Dextrose is about 3/4 as sweet as sucrose, but has nearly double the effect on freezing point suppression. Simply by decreasing sucrose and increasing dextrose, you can lower the sweetness while simultaneously softening the texture. Magic! 

Invert syrup is a liquid sugar that I think of separately. It’s slightly sweeter than sucrose, and offers slightly stronger freezing point suppression, but the differences are too small to matter much. Invert syrup is fantastically useful, however, as a texture modifier. It adds a bit of body, and suppresses the growth of ice crystals—much like milk solids and stabilizers. And it does so while acting as a sweetening ingredient. It does all this without any downsides. 

It’s especially helpful with flavors that require adding non-dairy fats, like cocoa butter (chocolate) and nut oils (nut butters). These fats tend to freeze harder milk fat, and give ice cream a dry, stiff, crumbly texture. Increasing the proportion of invert syrup can bring the softness and smoothness back.

Remember that invert syrup is only about 80% sugar solids by weight when you calculate the solids in your recipe (the rest is water). See notes on invert syrup below in the appendix.

In Practice

My starting point is 13% sugar by weight (not counting the lactose in the milk).

The blend consists of:
60% sucrose 
26% dextrose
13% invert syrup

So, as an example, if the total recipe is 1000g, we start with 130g sugar:

78g sucrose
34g dextrose
17g trimoline

Then the tweaking begins:

Does the ice cream need to be softer? Reduce the sucrose and increase the other sugars.

Does it need to be less sweet? Increase the ratio of dextrose to invert syrup. If that's not enough, Reduce the sucrose and increase dextrose by 0.75 times the change in sucrose.

Are there ingredients that add fats which could harden the ice cream—like chocolates or nut butters? If so add more invert syrup, and subtract an equal amount of sucrose. (My chocolate ice cream’s sugar blend is over 40% invert syrup, with no sucrose beyond what's in the bittersweet chocolate).

Are you adding flavor ingredients that have their own sugars? Like fruit, chocolate, gianduja, or liqueur? Calculate (or estimate) the amount of added sugar and reduce the sucrose by the same amount. 

With fruit, look up the actual composition of the fruit (it usually contains sucrose, fructose, glucose, and other sugars). You can compensate by reducing the glucose as well. We’ll discuss this in detail in a future post on fruit flavors.

Finally, are there flavoring ingredients that will directly effect the freezing point—namely alcohol? If there’s a lot, the ice cream may need all the help it can get to harden enough. Eliminate the glucose. Reduce the sucrose, too, if there’s any room to lower the sweetness. Add a bit of nonfat dry milk to get th solids up, and increase the stabilizers. We’ll discuss this in detail in a future post on booze flavors.
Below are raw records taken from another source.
impl AccessibleState for EvmStateAdapter<'_, '_> {
    fn state_db(&mut self) -> &mut dyn StateDB {
        self
    }

    fn block_context(&self) -> &dyn BlockContext {
        self
    }
}

/// Runs `contract` for one EVM precompile call.
///
/// Calls inside a STATICCALL run read-only, so mutating handlers fail after charging gas.
/// Fatal errors surface as [`EvmPrecompileError::Fatal`], which aborts execution instead of
/// failing only the current call.
pub fn call_stateful_contract(
    contract: &StatefulPrecompiledContract,
    mut input: PrecompileInput<'_>,
) -> EvmPrecompileResult {
    let caller = input.caller;
    let address = input.target_address;
    let data = input.data;
    let gas = input.gas;
    let read_only = input.is_static_call();

    let mut state = EvmStateAdapter::new(input.internals_mut());
    match contract.run(&mut state, caller, address, data, gas, read_only) {
        Ok(output) => Ok(PrecompileOutput::new(
            gas.saturating_sub(output.remaining_gas),
            output.output,
        )),
        Err(failure) => {
            if failure.error.is_fatal() {
                tracing::error!(
                    target: "precompile_dispatch",
                    ?address,
                    ?caller,
                    error = %failure.error,
                    "stateful precompile hit a fatal error"
                );
                return Err(EvmPrecompileError::Fatal(failure.error.to_string()));
            }
            match failure.error {
                PrecompileError::OutOfGas => Err(EvmPrecompileError::OutOfGas),
                other => Err(EvmPrecompileError::Other(other.to_string().into())),
            }
        }
    }
}
//! Host capabilities consumed by stateful precompiles.
//!
//! A precompile never caches persistent values across calls: every handler re-reads through
//! [`StateDB`], so results stay consistent with whatever ran before it in the block.

use crate::error::PrecompileError;
use alloy_primitives::{Address, B256, U256};
use std::collections::BTreeMap;

/// Word-addressed persistent storage keyed by `(contract, slot)`.
///
/// Reads take `&mut self` because EVM journals track warm/cold slot access on load.
pub trait StateDB {
    /// Returns the word at `key` in the storage of `address`; unset slots read as zero.
    fn get_state(&mut self, address: Address, key: B256) -> Result<B256, PrecompileError>;

    /// Writes `value` at `key` in the storage of `address`.
    fn set_state(
        &mut self,
        address: Address,
        key: B256,
        value: B256,
    ) -> Result<(), PrecompileError>;
}

/// Read access to the block being executed.
pub trait BlockContext {
    /// Current block number, if the host can provide one.
    fn number(&self) -> Option<U256>;
}

/// Everything a precompile handler may touch during one call.
pub trait AccessibleState {
    /// Persistent storage.
    fn state_db(&mut self) -> &mut dyn StateDB;

    /// Block environment.
    fn block_context(&self) -> &dyn BlockContext;
}

/// Deterministic in-memory host state.
///
/// Zero words are not stored, matching EVM storage semantics where writing zero clears a slot.
#[derive(Debug, Clone, Default, PartialEq, Eq)]
pub struct MemoryState {
    storage: BTreeMap<(Address, B256), B256>,
    block_number: Option<U256>,
}

impl MemoryState {
    /// Creates empty state with no block number.
    pub fn new() -> Self {
        Self::default()
    }

    /// Creates empty state positioned at `block_number`.
    pub fn at_block(block_number: u64) -> Self {
        Self {
            storage: BTreeMap::new(),
            block_number: Some(U256::from(block_number)),
        }
    }

    /// Moves the block context to `block_number`, or clears it with `None`.
    pub fn set_block_number(&mut self, block_number: Option<u64>) {
        self.block_number = block_number.map(U256::from);
    }

    /// Number of non-zero slots across all contracts.
    pub fn len(&self) -> usize {
        self.storage.len()
    }

    /// Returns `true` if no slot holds a non-zero word.
    pub fn is_empty(&self) -> bool {
        self.storage.is_empty()
    }

    /// Iterates the non-zero slots of `address` in key order.
    pub fn slots(&self, address: Address) -> impl Iterator<Item = (&B256, &B256)> + '_ {
        self.storage
            .iter()
            .filter(move |((owner, _), _)| *owner == address)
            .map(|((_, key), value)| (key, value))
    }
}

impl StateDB for MemoryState {
    fn get_state(&mut self, address: Address, key: B256) -> Result<B256, PrecompileError> {
        Ok(self
            .storage
            .get(&(address, key))
            .copied()
            .unwrap_or(B256::ZERO))
    }

    fn set_state(
        &mut self,
        address: Address,
        key: B256,
        value: B256,
    ) -> Result<(), PrecompileError> {
        if value.is_zero() {
            self.storage.remove(&(address, key));
        } else {
            self.storage.insert((address, key), value);
        }
        Ok(())
    }
}

impl BlockContext for MemoryState {
    fn number(&self) -> Option<U256> {
        self.block_number
    }
}

impl AccessibleState for MemoryState {
    fn state_db(&mut self) -> &mut dyn StateDB {
        self
    }

    fn block_context(&self) -> &dyn BlockContext {
        self
    }
}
Other Important Structural Sugars

Maltodexrin adds solids and bulk with minimal effect on sweetness or freezing point. It's a bit of an anti-sugar in this sense. It's useful in flavors which by their nature are low on solids, and so need something to combat their innate wateriness—typically sorbets like lemon and watermelon. These flavors are built from fruit juices that are mostly water. We'll address sorbets generally in another post.

As a bulking ingredient, I usually prefer milk solids to maltodextrin, since the latter does all the bad things to your body that sugar does, without the benefit of tasting like anything. But milk solids are generally not an option in sorbets, which everyone expects to be dairy-free.

Fructose is the monosaccharide, which, along with glucose (dextrose) makes up both table sugar and invert syrup. It has the same high freezing point suppression of dextrose, but is much sweeter—about 25% sweeter than table sugar. We could use fructose, like invert syrup, as one of the controls of relative sweetness and freezing point.

Fructose, in combination with dextrose, can replace invert syrup. This has the advantage of adding no water to the recipe (invert syrup is typically around 20% water) and is also a little easier to handle. Invert syrup is a sticky goo that clings to spoons and fingers and has a finite shelf life. I've asked a top-shelf pastry chef why this isn't a popular solution, and he said, simply, that he has invert syrup in the pantry, because he uses it for a million things. He doesn't have other uses for fructose.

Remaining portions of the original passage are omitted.